Tech Layoffs: Even Africa’s Best Economy Is Not Spared. When Do We Return to Equilibrium?
Ever done that math where an Error Correction statistic is introduced to determine the speed of convergence of an independent variable? Here’s a quick explanation: Sometimes, socioeconomic variables can derail from their parts after a long run or short run. The Error Correction Model— which is a theoretically-driven approach is used to directly estimate the speed at which the dependent variable returns to equilibrium after a change in other (independent) variables.
Between Q4 2020 and Q1 2022, Africa enjoyed the employment gains that accompany digital acceleration. Startups went into an employment spree and were seen making expansion moves that would also create employment. But then, everything changed when…no, it wasn’t the fire nation that attacked employment. Everything changed when cratering stock prices and inflation hit the global economy.
While recruiters had debunked the idea of a tech hiring slowdown in June last, the reality of lay-offs that followed has changed the narrative. The landscape of Africa’s employment scene has changed in recent months as traditional sectors have now become the employment lifeline for tech talents; a role that was effectively been handled by the tech ecosystem.

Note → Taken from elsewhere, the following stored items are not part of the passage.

use anyhow::{bail, Context};
use clap::Parser;
use generator::catalog::{build_synthetic_catalog, GeneratorConfig};
use log::info;
use selectorcore::catalog::SqliteCatalog;
use std::io::{self, Cursor};
use std::path::PathBuf;
use workflow::config::SelectorConfig;
use workflow::runner::Runner;

mod generator;
mod workflow;

const OFFLINE_POINTING: &str = "MeerKAT:array1:169000000:3C286:202.78:30.51:1420.0";

#[derive(Parser)]
#[command(author, version, about = "Field-of-view target selector for telescope pointings")]
struct Args {
    /// Load the selector config from YAML
    #[arg(long)]
    config: Option<PathBuf>,
    /// SQLite catalog holding the target list (overrides the config)
    #[arg(long)]
    catalog: Option<PathBuf>,
    #[arg(long, default_value = "pointing_channel")]
    pointing_channel: String,
    #[arg(long, default_value = "targets_channel")]
    targets_channel: String,
    /// Run one sample pointing against a synthetic in-memory catalog
    #[arg(long, default_value_t = false)]
    offline: bool,
}

fn main() -> anyhow::Result<()> {
    env_logger::init();
    let args = Args::parse();

    let mut config = if let Some(path) = args.config {
        SelectorConfig::load(path)?
    } else {
        let config = SelectorConfig::from_args(
            args.catalog.clone(),
            args.pointing_channel,
            args.targets_channel,
        );
        config.validate()?;
        config
    };
    if let Some(path) = args.catalog {
        config.catalog.path = Some(path);
    }

    let runner = Runner::new(config.clone());

    if args.offline {
        let catalog = build_synthetic_catalog(&GeneratorConfig::default(), &config.catalog.table)?;
        let summary = runner.execute(catalog, Cursor::new(OFFLINE_POINTING), io::stdout())?;
        let matches = summary
            .last_published
            .as_ref()
            .and_then(|published| published.payload.as_deref())
            .map(|payload| serde_json::from_str::<Vec<serde_json::Value>>(payload))
            .transpose()
            .context("decoding offline payload")?
            .map_or(0, |entries| entries.len().saturating_sub(1));
        println!(
            "Offline run -> published {}, dropped {}, failed {}, targets in beam {}",
            summary.metrics.published, summary.metrics.dropped, summary.metrics.failed, matches
        );
        return Ok(());
    }

    let Some(path) = config.catalog.path.as_ref() else {
        bail!("no catalog configured; pass --catalog or set catalog.path in the config");
    };
    let catalog = SqliteCatalog::open(path)
        .with_context(|| format!("opening catalog {}", path.display()))?;
    info!(
        "reading pointings from stdin for channel {}",
        config.pointing_channel
    );
    let summary = runner.execute(catalog, io::stdin().lock(), io::stdout())?;
    info!(
        "input closed: received {}, published {}, dropped {}, failed {}, written {}",
        summary.metrics.received,
        summary.metrics.published,
        summary.metrics.dropped,
        summary.metrics.failed,
        summary.written
    );

    Ok(())
}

The effects of the catering stock price and global inflation have been relatively slow in South Africa. The best economy in Africa has seen a rather thriving sector, bolstered by a renowned consumer class and an increased desire to deal digitally. However, resilience is becoming increasingly difficult to maintain. Per reports from Career Junction Employment Insights, the global wave of large-scale retrenchments has hit SA’s tech sector, with recruitment in the local industry taking a dip during November and December.

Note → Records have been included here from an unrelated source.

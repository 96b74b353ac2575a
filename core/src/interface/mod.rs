pub mod payload;
pub mod pointing;

pub use payload::{ResultFormatter, ResultPayload, TargetEntry};
pub use pointing::{ObservationId, Pointing};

Using information acquired from Saongroup South Africa, which collaborates with more than 5 000 of SA’s best recruiters, the CJEI analyzes the patterns in supply and demand in the online job market.
The survey claims that between December 2021 and December 2022, hiring activity increased by 3% across the majority of industries. However, from November to December 2022, recruiting activity decreased by 6% on a monthly basis in various industries, notably the technology industry. Without taking a pool test, I can tell that every tech industry player is concerned about the situation and is eager to see it end. But when? Is there any ECM model that has predicted an end to this crisis?
According to data from research firm GlobalData, the shift in IT hiring coincides with sharp drops in hiring activity at the largest technology organizations in the world. In the last two months of 2022, job postings closed more quickly than new hiring openings were created.
“The decline in hiring activity was driven by a slowdown in recruitment across the information technology, and business and management sectors, as well as the sales and admin, office and support sectors, with the IT industry seeing a 3% decline over the last two months,” says CareerJunction.
“Many IT professionals who switched employment moved into the following industries: finance, manufacturing, fast-moving consumer goods, retail and wholesale, education, and consulting and regulatory.”
CareerJunction reports that there has been a decrease in hiring for IT professionals across a number of industries, including database design, data analysis, data warehousing, software development, business administration, and data analysis. The global tech sector announced over 97k layoffs in 2022, up 649% compared to the previous year, according to consulting firm Challenger, Gray & Christmas.
Many of these tech companies benefitted from increased demand for their services during the COVID-19 lockdowns. However, while increased demands have been sustained, share prices of startups have dropped significantly, forcing these layoffs. There’s no ECM model that has predicted when the tech ecosystem returns to equilibrium, but we hope it’s sooner.